Data supplied:

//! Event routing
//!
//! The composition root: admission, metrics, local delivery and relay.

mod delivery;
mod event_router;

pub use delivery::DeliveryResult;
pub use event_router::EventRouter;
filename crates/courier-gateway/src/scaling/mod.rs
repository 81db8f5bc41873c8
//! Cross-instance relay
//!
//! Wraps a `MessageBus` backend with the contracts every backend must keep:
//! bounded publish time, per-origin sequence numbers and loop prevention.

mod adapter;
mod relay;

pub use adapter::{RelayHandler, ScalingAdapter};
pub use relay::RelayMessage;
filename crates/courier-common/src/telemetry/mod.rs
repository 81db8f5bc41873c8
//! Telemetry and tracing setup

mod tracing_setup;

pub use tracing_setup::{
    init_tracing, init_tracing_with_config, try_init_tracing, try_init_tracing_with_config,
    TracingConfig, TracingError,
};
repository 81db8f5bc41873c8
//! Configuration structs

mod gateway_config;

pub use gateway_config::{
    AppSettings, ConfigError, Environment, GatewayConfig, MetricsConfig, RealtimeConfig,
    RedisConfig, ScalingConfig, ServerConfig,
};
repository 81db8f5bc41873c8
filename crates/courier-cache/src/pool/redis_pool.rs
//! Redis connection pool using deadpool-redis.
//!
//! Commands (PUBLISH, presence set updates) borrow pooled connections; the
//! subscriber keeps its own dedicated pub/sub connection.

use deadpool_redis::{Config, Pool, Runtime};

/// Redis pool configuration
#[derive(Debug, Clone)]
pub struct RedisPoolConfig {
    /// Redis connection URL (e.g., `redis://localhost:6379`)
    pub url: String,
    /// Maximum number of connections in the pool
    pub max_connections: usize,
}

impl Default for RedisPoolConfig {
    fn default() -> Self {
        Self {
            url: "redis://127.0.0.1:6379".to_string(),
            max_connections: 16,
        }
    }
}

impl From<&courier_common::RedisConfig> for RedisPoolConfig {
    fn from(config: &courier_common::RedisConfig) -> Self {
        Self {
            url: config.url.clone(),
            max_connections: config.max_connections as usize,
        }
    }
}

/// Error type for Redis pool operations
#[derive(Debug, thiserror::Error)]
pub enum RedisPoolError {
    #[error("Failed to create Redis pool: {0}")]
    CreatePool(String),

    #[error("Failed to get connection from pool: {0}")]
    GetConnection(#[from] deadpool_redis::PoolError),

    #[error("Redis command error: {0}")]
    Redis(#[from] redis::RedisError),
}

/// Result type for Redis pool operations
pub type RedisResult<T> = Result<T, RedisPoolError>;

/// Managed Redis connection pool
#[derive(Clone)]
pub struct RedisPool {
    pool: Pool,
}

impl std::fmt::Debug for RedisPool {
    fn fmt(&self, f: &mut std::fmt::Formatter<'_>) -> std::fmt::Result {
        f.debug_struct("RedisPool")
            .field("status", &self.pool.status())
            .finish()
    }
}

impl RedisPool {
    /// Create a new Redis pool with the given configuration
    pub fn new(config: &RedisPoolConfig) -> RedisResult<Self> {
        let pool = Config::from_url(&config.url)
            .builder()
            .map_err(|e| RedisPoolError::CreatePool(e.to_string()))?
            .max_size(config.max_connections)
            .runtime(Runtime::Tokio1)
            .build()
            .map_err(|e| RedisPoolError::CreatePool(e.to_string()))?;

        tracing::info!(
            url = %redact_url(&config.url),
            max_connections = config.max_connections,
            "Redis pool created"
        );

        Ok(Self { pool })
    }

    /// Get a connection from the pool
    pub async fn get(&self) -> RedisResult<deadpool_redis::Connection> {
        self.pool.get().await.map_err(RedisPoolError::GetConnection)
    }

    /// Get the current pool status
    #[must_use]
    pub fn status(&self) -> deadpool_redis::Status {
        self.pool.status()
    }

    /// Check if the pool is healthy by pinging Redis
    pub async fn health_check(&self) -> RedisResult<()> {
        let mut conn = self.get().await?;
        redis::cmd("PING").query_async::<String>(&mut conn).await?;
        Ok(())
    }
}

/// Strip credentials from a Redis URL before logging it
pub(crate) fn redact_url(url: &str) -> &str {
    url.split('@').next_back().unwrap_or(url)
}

==

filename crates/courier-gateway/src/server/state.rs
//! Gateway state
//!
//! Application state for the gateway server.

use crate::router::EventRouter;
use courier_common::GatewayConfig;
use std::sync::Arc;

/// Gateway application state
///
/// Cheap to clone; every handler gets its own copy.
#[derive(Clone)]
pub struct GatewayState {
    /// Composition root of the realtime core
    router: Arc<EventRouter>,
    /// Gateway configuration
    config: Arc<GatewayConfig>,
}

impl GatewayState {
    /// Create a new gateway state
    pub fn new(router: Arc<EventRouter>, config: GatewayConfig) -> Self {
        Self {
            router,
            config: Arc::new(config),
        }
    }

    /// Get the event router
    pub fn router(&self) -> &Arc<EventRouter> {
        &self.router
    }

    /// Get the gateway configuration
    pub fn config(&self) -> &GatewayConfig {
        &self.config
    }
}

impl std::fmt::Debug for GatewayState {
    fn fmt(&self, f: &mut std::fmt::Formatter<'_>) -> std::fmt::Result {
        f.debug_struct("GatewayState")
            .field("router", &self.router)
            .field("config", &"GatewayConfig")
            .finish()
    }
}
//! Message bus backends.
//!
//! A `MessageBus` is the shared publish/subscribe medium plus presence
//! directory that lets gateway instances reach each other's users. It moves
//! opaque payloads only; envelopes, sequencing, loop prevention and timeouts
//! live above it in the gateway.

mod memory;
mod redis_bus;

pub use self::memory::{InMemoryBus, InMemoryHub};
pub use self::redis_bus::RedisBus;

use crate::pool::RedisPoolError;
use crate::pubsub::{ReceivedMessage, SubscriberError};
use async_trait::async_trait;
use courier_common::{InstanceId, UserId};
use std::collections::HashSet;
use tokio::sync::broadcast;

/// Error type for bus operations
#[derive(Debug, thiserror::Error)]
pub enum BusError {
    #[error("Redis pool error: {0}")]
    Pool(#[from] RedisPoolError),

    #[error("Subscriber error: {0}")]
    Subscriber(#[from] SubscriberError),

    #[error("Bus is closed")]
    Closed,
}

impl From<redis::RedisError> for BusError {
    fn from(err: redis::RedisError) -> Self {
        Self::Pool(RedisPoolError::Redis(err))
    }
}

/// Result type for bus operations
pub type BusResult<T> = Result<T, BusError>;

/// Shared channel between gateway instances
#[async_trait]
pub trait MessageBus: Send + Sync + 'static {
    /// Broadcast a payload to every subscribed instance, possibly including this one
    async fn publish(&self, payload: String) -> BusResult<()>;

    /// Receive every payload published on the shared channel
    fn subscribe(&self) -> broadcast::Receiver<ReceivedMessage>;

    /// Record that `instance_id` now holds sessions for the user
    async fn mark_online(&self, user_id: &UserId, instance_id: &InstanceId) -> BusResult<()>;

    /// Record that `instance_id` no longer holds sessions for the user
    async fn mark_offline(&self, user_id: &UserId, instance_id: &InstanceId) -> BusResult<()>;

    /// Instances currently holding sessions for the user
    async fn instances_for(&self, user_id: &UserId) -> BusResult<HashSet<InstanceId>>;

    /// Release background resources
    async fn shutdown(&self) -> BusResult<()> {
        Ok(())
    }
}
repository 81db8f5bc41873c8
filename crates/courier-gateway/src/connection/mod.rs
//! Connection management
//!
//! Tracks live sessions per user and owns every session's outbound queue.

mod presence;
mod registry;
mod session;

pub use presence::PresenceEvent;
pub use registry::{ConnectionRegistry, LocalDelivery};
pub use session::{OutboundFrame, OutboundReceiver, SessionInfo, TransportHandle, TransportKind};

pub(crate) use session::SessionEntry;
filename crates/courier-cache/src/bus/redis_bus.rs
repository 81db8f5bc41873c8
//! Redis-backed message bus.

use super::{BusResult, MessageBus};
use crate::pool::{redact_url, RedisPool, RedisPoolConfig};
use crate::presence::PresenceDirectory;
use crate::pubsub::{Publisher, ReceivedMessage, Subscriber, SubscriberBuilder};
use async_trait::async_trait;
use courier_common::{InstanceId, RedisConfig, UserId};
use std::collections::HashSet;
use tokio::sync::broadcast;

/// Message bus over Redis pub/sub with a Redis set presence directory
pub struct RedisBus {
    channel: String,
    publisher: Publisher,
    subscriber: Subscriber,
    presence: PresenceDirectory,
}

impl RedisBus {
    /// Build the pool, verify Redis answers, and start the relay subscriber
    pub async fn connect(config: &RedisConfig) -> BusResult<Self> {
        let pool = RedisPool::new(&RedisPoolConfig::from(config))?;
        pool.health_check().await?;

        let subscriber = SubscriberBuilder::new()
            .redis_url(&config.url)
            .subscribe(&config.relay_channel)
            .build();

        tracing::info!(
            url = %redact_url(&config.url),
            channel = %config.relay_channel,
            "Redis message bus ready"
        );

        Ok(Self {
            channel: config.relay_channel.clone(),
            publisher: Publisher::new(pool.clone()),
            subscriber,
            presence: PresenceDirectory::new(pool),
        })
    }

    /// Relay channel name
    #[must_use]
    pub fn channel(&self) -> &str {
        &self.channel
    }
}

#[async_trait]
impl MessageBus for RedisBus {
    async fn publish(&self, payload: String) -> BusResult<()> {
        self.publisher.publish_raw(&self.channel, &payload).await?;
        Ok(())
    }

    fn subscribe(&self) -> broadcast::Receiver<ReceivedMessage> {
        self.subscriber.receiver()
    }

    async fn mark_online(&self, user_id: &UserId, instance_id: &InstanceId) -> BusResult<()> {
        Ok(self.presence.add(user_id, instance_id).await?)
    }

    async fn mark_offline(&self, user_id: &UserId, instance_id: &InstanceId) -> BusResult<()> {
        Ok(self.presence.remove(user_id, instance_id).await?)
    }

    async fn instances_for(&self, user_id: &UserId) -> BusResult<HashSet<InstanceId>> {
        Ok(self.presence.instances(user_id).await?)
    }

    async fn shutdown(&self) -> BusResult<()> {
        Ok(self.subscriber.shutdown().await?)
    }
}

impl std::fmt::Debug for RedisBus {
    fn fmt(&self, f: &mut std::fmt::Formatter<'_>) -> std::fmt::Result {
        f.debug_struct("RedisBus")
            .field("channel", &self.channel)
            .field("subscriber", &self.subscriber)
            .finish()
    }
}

Instructions to follow: Copy each line of the records that contains the word "pubsub".

Result for this exercise:
use crate::pubsub::{ReceivedMessage, SubscriberError};
use crate::pubsub::{Publisher, ReceivedMessage, Subscriber, SubscriberBuilder};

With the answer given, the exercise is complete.